Global Scientists Team Up To Find Phosphorous Alternatives By Burning Poultry Manure in ‘One of World’s Most Important Challenges”
Scientists from seven countries, including from the Central Mining Institute in Katowice, have teamed up in a race against time to find alternative sources of phosphorous.
According to international research institutes, the world`s natural phosphorus reserves, which are non-renewable, will be depleted in 50-120 years.
Therefore, finding alternatives is one of the most important challenges of the modern circular economy.
Consequently, the international team of researchers will jointly explore the possibilities of efficiently recovering phosphorus from ash after burning poultry manure, for example on chicken farms.
Poultry manure is a mixture of faeces of bred poultry and litter.
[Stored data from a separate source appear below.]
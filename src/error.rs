//! Error taxonomy for the text pipeline.
//!
//! Only retrieval and archive handling can fail. Decoding, structure
//! parsing, annotation transformation, chaptering, pagination and search
//! always produce a (possibly degraded) result.
//!
//! Every variant maps to one of two user-facing categories so a UI can
//! distinguish "could not retrieve this work" from "this work is not
//! available in a usable format".

use thiserror::Error;

/// Failure of the fetch or extract stage.
#[derive(Error, Debug)]
pub enum ReaderError {
    #[error("failed to fetch {url} after {attempts} attempt(s): {reason}")]
    FetchFailed {
        url: String,
        attempts: u32,
        reason: String,
    },

    #[error("archive too small: {size} bytes (minimum {minimum})")]
    ArchiveTooSmall { size: usize, minimum: usize },

    #[error("invalid archive: {0}")]
    InvalidArchive(String),

    #[error("no text entry found in archive (entries: {})", .entries.join(", "))]
    NoTextEntryFound { entries: Vec<String> },
}

/// What the user is told about a [`ReaderError`].
#[derive(Debug, Clone, Copy, PartialEq, Eq)]
pub enum ErrorCategory {
    /// The origin could not be reached or kept failing.
    Unreachable,
    /// Something came back but it is not a readable text.
    Unusable,
}

impl ReaderError {
    pub fn category(&self) -> ErrorCategory {
        match self {
            ReaderError::FetchFailed { .. } => ErrorCategory::Unreachable,
            ReaderError::ArchiveTooSmall { .. }
            | ReaderError::InvalidArchive(_)
            | ReaderError::NoTextEntryFound { .. } => ErrorCategory::Unusable,
        }
    }

    /// Sentence suitable for showing to a reader.
    pub fn user_message(&self) -> &'static str {
        match self.category() {
            ErrorCategory::Unreachable => "Could not retrieve this work. Please try again later.",
            ErrorCategory::Unusable => "This work is not available in a usable text format.",
        }
    }
}

pub type Result<T> = std::result::Result<T, ReaderError>;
It is used in agriculture as a natural organic fertilizer, rich in nutrients. One of them is phosphorus, an essential component of all organisms and the basis of the metabolism of living cells, which can not be substituted by any other element.
The sources of phosphorus include phosphate ores, phosphates and apatites. For years, research has been underway into alternative ways to obtain this element, for example from ashes, but so far no effective method that could be widely used has been developed.
"The known processes of phosphorus recovery from ashes are not economically viable. In addition, the quality of the obtained concentrate (phosphorus concentration, its mineralogical composition, pollutants) is inferior to phosphates obtained from phosphates. A significant problem are also compounds that are impurities in the phosphorus extraction process, including silica enamel and unburned carbon," explains Professor Barbara Białecka from the Central Mining Institute.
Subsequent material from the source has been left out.